EXTRACTED RECORDS →
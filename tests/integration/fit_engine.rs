//! Fit engine scenarios on built-in models.

use approx::assert_relative_eq;
use fitlab_rs::{Dataset, EquationRegistry, ErrorKind, FitConfig, FitEngine};
use ndarray::{array, Array1};

use crate::test_helpers::{noisy_line, scenario_line};

fn registry() -> EquationRegistry {
    EquationRegistry::with_builtins().unwrap()
}

#[test]
fn test_linear_scenario() {
    let registry = registry();
    let result = FitEngine::default()
        .fit(&scenario_line(), registry.lookup("linear_function_with_n").unwrap())
        .unwrap();

    let m = result.parameter("m").unwrap();
    let n = result.parameter("n").unwrap();
    assert!((m - 1.98).abs() < 0.05, "m = {}", m);
    assert!((n - 0.1).abs() < 0.1, "n = {}", n);
    assert!(result.r_squared().unwrap() > 0.99);
    assert!(result.success);

    let sigma_m = result.std_error("m").unwrap();
    assert!(sigma_m > 0.0 && sigma_m < 0.1);
    let (lo, hi) = result.confidence_intervals[0].unwrap();
    assert!(lo < m && m < hi);
}

#[test]
fn test_noisy_lines_recover_parameters() {
    let registry = registry();
    let engine = FitEngine::default();
    let spec = registry.lookup("linear_function_with_n").unwrap();

    for seed in 0..5 {
        let data = noisy_line(2.5, -1.0, 50, 0.1, seed);
        let result = engine.fit(&data, spec).unwrap();

        let sigma_m = result.std_error("m").unwrap();
        let sigma_n = result.std_error("n").unwrap();
        assert!((result.params[0] - 2.5).abs() < 5.0 * sigma_m, "seed {}", seed);
        assert!((result.params[1] + 1.0).abs() < 5.0 * sigma_n, "seed {}", seed);
        assert!(result.r_squared().unwrap() > 0.9);
        assert_relative_eq!(result.statistics.rmse, 0.1, max_relative = 0.5);
    }
}

#[test]
fn test_constant_data_reports_undefined_r_squared() {
    let registry = registry();
    let data = Dataset::new("flat", Array1::linspace(0.0, 1.0, 8), Array1::from_elem(8, -2.0));
    for id in ["linear_function_with_n", "quadratic_function_complete"] {
        let result = FitEngine::default().fit(&data, registry.lookup(id).unwrap()).unwrap();
        assert!(result.r_squared().is_none(), "{}", id);
        assert!(result.parameters_text().contains("R²=undefined"));
    }
}

#[test]
fn test_rendered_equation_round_trips() {
    let registry = registry();
    let engine = FitEngine::default();
    let x = Array1::linspace(-3.0, 3.0, 40);
    let data = Dataset::new("parabola", x.clone(), x.mapv(|v| 0.75 * v * v - 2.125 * v + 3.5));

    let spec = registry.lookup("quadratic_function_complete").unwrap();
    let result = engine.fit(&data, spec).unwrap();
    let parsed = spec
        .template
        .parse_values(&result.equation, &spec.parameter_names)
        .unwrap();

    assert_eq!(parsed.len(), result.params.len());
    for (rendered, fitted) in parsed.iter().zip(&result.params) {
        // Four significant figures.
        assert_relative_eq!(*rendered, *fitted, max_relative = 5e-4);
    }
}

#[test]
fn test_significant_figures_from_json_config() {
    let config = FitConfig::from_json_str(r#"{"significant_figures": 3}"#).unwrap();
    let engine = FitEngine::new(config).unwrap();
    let registry = registry();
    let x = array![1.0, 2.0, 3.0, 4.0];
    let data = Dataset::new("slope", x.clone(), x.mapv(|v| 1.23456 * v));

    let result = engine.fit(&data, registry.lookup("linear_function").unwrap()).unwrap();
    assert_eq!(result.equation, "y=1.23x");
}

#[test]
fn test_periodic_fit_with_phase() {
    let registry = registry();
    let x = Array1::linspace(0.0, 10.0, 300);
    let data = Dataset::new("wave", x.clone(), x.mapv(|v| 2.0 * (1.5 * v + 0.5).sin()));

    let result = FitEngine::default()
        .fit(&data, registry.lookup("sin_function_with_c").unwrap())
        .unwrap();
    assert!(result.r_squared().unwrap() > 0.999);
    assert_relative_eq!(result.params[1].abs(), 1.5, epsilon = 1e-4);
    assert_relative_eq!(result.params[0].abs(), 2.0, epsilon = 1e-4);
}

#[test]
fn test_exponential_and_gaussian_fits() {
    let registry = registry();
    let engine = FitEngine::default();

    let x = Array1::linspace(0.0, 5.0, 30);
    let data = Dataset::new("growth", x.clone(), x.mapv(|v| 1.5 * (0.4 * v).exp()));
    let result = engine.fit(&data, registry.lookup("exponential_function").unwrap()).unwrap();
    assert_relative_eq!(result.params[0], 1.5, epsilon = 1e-5);
    assert_relative_eq!(result.params[1], 0.4, epsilon = 1e-5);

    let x = Array1::linspace(-2.0, 6.0, 120);
    let data = Dataset::new(
        "peak",
        x.clone(),
        x.mapv(|v| 4.0 * (-(v - 2.0).powi(2) / (2.0 * 0.7 * 0.7)).exp()),
    );
    let result = engine.fit(&data, registry.lookup("gaussian_function").unwrap()).unwrap();
    assert_relative_eq!(result.parameter("A").unwrap(), 4.0, epsilon = 1e-5);
    assert_relative_eq!(result.parameter("mu").unwrap(), 2.0, epsilon = 1e-5);
    assert_relative_eq!(result.parameter("sigma").unwrap(), 0.7, epsilon = 1e-5);
}

#[test]
fn test_weighted_fit_chi_squared() {
    let registry = registry();
    let x = array![1.0, 2.0, 3.0, 4.0, 5.0];
    let data = Dataset::new("weighted", x.clone(), array![2.2, 3.9, 6.1, 8.0, 9.8])
        .with_uy(array![0.1, 0.2, 0.1, 0.2, 0.1]);

    let result = FitEngine::default()
        .fit(&data, registry.lookup("linear_function_with_n").unwrap())
        .unwrap();
    assert!(result.weighted);

    let expected: f64 = data
        .y
        .iter()
        .zip(&result.y_fitted)
        .zip(data.uy.as_ref().unwrap())
        .map(|((y, f), u)| ((y - f) / u).powi(2))
        .sum();
    assert_relative_eq!(result.statistics.chi_squared, expected, max_relative = 1e-10);
    assert_eq!(result.statistics.dof, 3);
}

#[test]
fn test_zero_uncertainty_falls_back_to_unweighted() {
    let registry = registry();
    let data = scenario_line().with_uy(array![0.1, 0.0, 0.1, 0.1, 0.1]);
    let result = FitEngine::default()
        .fit(&data, registry.lookup("linear_function_with_n").unwrap())
        .unwrap();
    assert!(!result.weighted);
}

#[test]
fn test_failures_carry_kind_and_names() {
    let registry = registry();
    let engine = FitEngine::default();

    let tiny = Dataset::from_vecs("tiny", vec![1.0, 2.0], vec![1.0, 2.0]);
    let err = engine.fit(&tiny, registry.lookup("cos_function_with_c").unwrap()).unwrap_err();
    assert_eq!(err.kind(), ErrorKind::Fitting);
    assert!(err.to_string().contains("tiny"));
    assert!(err.to_string().contains("cos_function_with_c"));

    let broken = Dataset::from_vecs("broken", vec![1.0, 2.0, 3.0], vec![1.0, f64::NAN, 3.0]);
    let err = engine.fit(&broken, registry.lookup("linear_function").unwrap()).unwrap_err();
    assert_eq!(err.kind(), ErrorKind::DataValidation);

    let tight = FitEngine::new(FitConfig::default().with_max_iterations(1)).unwrap();
    let x = Array1::linspace(0.0, 2.0, 20);
    let data = Dataset::new("decay", x.clone(), x.mapv(|v| 3.0 * (-1.5 * v).exp()));
    let custom = fitlab_rs::CustomFormulaSpec::new("a*exp(b*x)", &["a", "b"]);
    let err = tight.fit_custom(&data, &custom, "custom_decay").unwrap_err();
    assert_eq!(err.kind(), ErrorKind::Fitting);
}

PROBLEM DESCRIPTION →
Search the entries for the word "custom". Copy each line where it appears.

RESULT →
    let custom = fitlab_rs::CustomFormulaSpec::new("a*exp(b*x)", &["a", "b"]);
    let err = tight.fit_custom(&data, &custom, "custom_decay").unwrap_err();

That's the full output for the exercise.